A stochastic analysis of transient two-phase flow in heterogeneous porous media

The Karhunen-Loeve moment equation (KLME) approach is implemented to model stochastic transient water-NAPL two-phase flow in heterogeneous subsurface media with random soil properties. To describe the constitutive relationships between water saturation, capillary pressure, and phase relative permeability, the widely used van Genuchten model and Parker and Lenhard models are adopted. The log-transformed intrinsic permeability, soil pore size distribution, and van Genuchten fitting parameter n are treated as normally distributed stochastic variables with a separable exponential covariance model.
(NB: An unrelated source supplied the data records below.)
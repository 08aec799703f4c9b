mod daily;
mod historical;
mod orchestrate;
mod reset;
mod status;

use std::sync::Arc;

use pitchvault_core::{
    AdapterRegistry, LoadState, Orchestrator, ResolvedConfig, StatusFilter, Warehouse,
    WarehouseConfig,
};
use serde_json::Value;

use crate::cli::{Cli, Command, StatusFilterArgs};
use crate::error::CliError;

pub struct CommandResult {
    pub data: Value,
    /// Work units that ended up failed, for `--strict`.
    pub failed_units: usize,
}

impl CommandResult {
    pub fn ok(data: Value) -> Self {
        Self {
            data,
            failed_units: 0,
        }
    }
}

pub async fn run(cli: &Cli, config: Option<&ResolvedConfig>) -> Result<CommandResult, CliError> {
    let warehouse = open_warehouse(cli)?;

    match (&cli.command, config) {
        (Command::Orchestrate(args), Some(config)) => {
            orchestrate::run(args, config, &orchestrator(config, warehouse)).await
        }
        (Command::Historical(args), Some(config)) => {
            historical::run(args, config, &orchestrator(config, warehouse)).await
        }
        (Command::Daily(args), Some(config)) => {
            daily::run(args, config, &orchestrator(config, warehouse)).await
        }
        (Command::Status(args), _) => status::run(args, &warehouse),
        (Command::Reset(args), _) => reset::run(args, &warehouse),
        (_, None) => Err(CliError::Command(String::from(
            "configuration was not loaded for a run command",
        ))),
    }
}

fn open_warehouse(cli: &Cli) -> Result<Warehouse, CliError> {
    let config = match &cli.db_path {
        Some(path) => WarehouseConfig::at_path(path.clone()),
        None => WarehouseConfig::default(),
    };
    let warehouse = Warehouse::open(config)?;
    tracing::debug!(db_path = %warehouse.db_path().display(), "warehouse opened");
    Ok(warehouse)
}

fn orchestrator(config: &ResolvedConfig, warehouse: Warehouse) -> Orchestrator {
    Orchestrator::new(config, AdapterRegistry::from_config(config), Arc::new(warehouse))
}

fn status_filter(args: &StatusFilterArgs) -> Result<StatusFilter, CliError> {
    let status = args
        .state
        .as_deref()
        .map(|value| {
            value
                .parse::<LoadState>()
                .map_err(|error| CliError::Command(error.to_string()))
        })
        .transpose()?;

    Ok(StatusFilter {
        data_source: args.source.clone(),
        table_name: args.table.clone(),
        league: args.league.clone(),
        season: args.season.clone(),
        status,
    })
}
use ::duckdb::Connection;

struct Migration {
    version: &'static str,
    sql: &'static str,
}

const MIGRATIONS: &[Migration] = &[
    Migration {
        version: "0001_load_status",
        sql: r#"
CREATE TABLE IF NOT EXISTS load_status (
    data_source TEXT NOT NULL,
    table_name TEXT NOT NULL,
    league TEXT NOT NULL,
    season TEXT NOT NULL,
    status TEXT NOT NULL CHECK (status IN ('pending', 'in_progress', 'completed', 'failed')),
    rows_processed BIGINT NOT NULL DEFAULT 0,
    error_message TEXT,
    started_at TIMESTAMP,
    completed_at TIMESTAMP,
    last_updated TIMESTAMP NOT NULL,
    PRIMARY KEY(data_source, table_name, league, season)
);
"#,
    },
    Migration {
        version: "0002_load_runs",
        sql: r#"
CREATE TABLE IF NOT EXISTS load_runs (
    run_id TEXT PRIMARY KEY,
    command TEXT NOT NULL,
    started_at TIMESTAMP NOT NULL,
    finished_at TIMESTAMP NOT NULL,
    units_total BIGINT NOT NULL,
    units_completed BIGINT NOT NULL,
    units_failed BIGINT NOT NULL,
    units_skipped BIGINT NOT NULL,
    rows_written BIGINT NOT NULL
);
"#,
    },
];

pub fn apply_migrations(connection: &Connection) -> Result<(), ::duckdb::Error> {
    connection.execute_batch(
        r#"
CREATE TABLE IF NOT EXISTS schema_migrations (
    version TEXT PRIMARY KEY,
    applied_at TIMESTAMP NOT NULL DEFAULT CURRENT_TIMESTAMP
);
"#,
    )?;

    for migration in MIGRATIONS {
        let applied_count: i64 = connection.query_row(
            "SELECT COUNT(*) FROM schema_migrations WHERE version = ?",
            [migration.version],
            |row| row.get(0),
        )?;

        if applied_count == 0 {
            connection.execute_batch(migration.sql)?;
            connection.execute(
                "INSERT INTO schema_migrations (version) VALUES (?)",
                [migration.version],
            )?;
        }
    }

    Ok(())
}
use pitchvault_core::{DailyPlan, DailyUpdater, Orchestrator, ResolvedConfig, Season};
use serde_json::json;
use time::OffsetDateTime;

use crate::cli::DailyArgs;
use crate::error::CliError;

use super::CommandResult;

pub async fn run(
    args: &DailyArgs,
    config: &ResolvedConfig,
    orchestrator: &Orchestrator,
) -> Result<CommandResult, CliError> {
    let plan = DailyPlan {
        season: args.season.as_deref().map(Season::parse).transpose()?,
        sources: args.selection.sources.clone(),
        leagues: args.selection.leagues.clone(),
    };

    let today = OffsetDateTime::now_utc().date();
    let summaries = DailyUpdater::new(orchestrator)
        .run(config, &plan, today)
        .await?;

    Ok(CommandResult {
        failed_units: summaries.iter().map(|summary| summary.totals.failed).sum(),
        data: json!({ "runs": summaries }),
    })
}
The perturbation part of these three log-transformed variables is decomposed via Karhunen-Loeve expansion. The dependent variables (phase pressure, phase mobility, and capillary pressure) are expanded by polynomial expansions and the perturbation method. Incorporating these expansions of random soil properties variables and dependent variables into the governing equations yields a series of differential equations in different orders. We construct the moments of the dependent variables from the solutions of these differential equations. We demonstrate the stochastic model with two-dimensional examples of transient two-phase flow. We also conduct Monte Carlo simulations using the finite element heat and mass (FEHM) transfer code, whose results are considered "true" solutions. The match between the results from FEHM and KLME indicates the validity of the proposed KLME application in transient two-phase flow. The computational efficiency of the KLME approach over Monte Carlo methods is at least an order of magnitude for transient two-phase flow problems.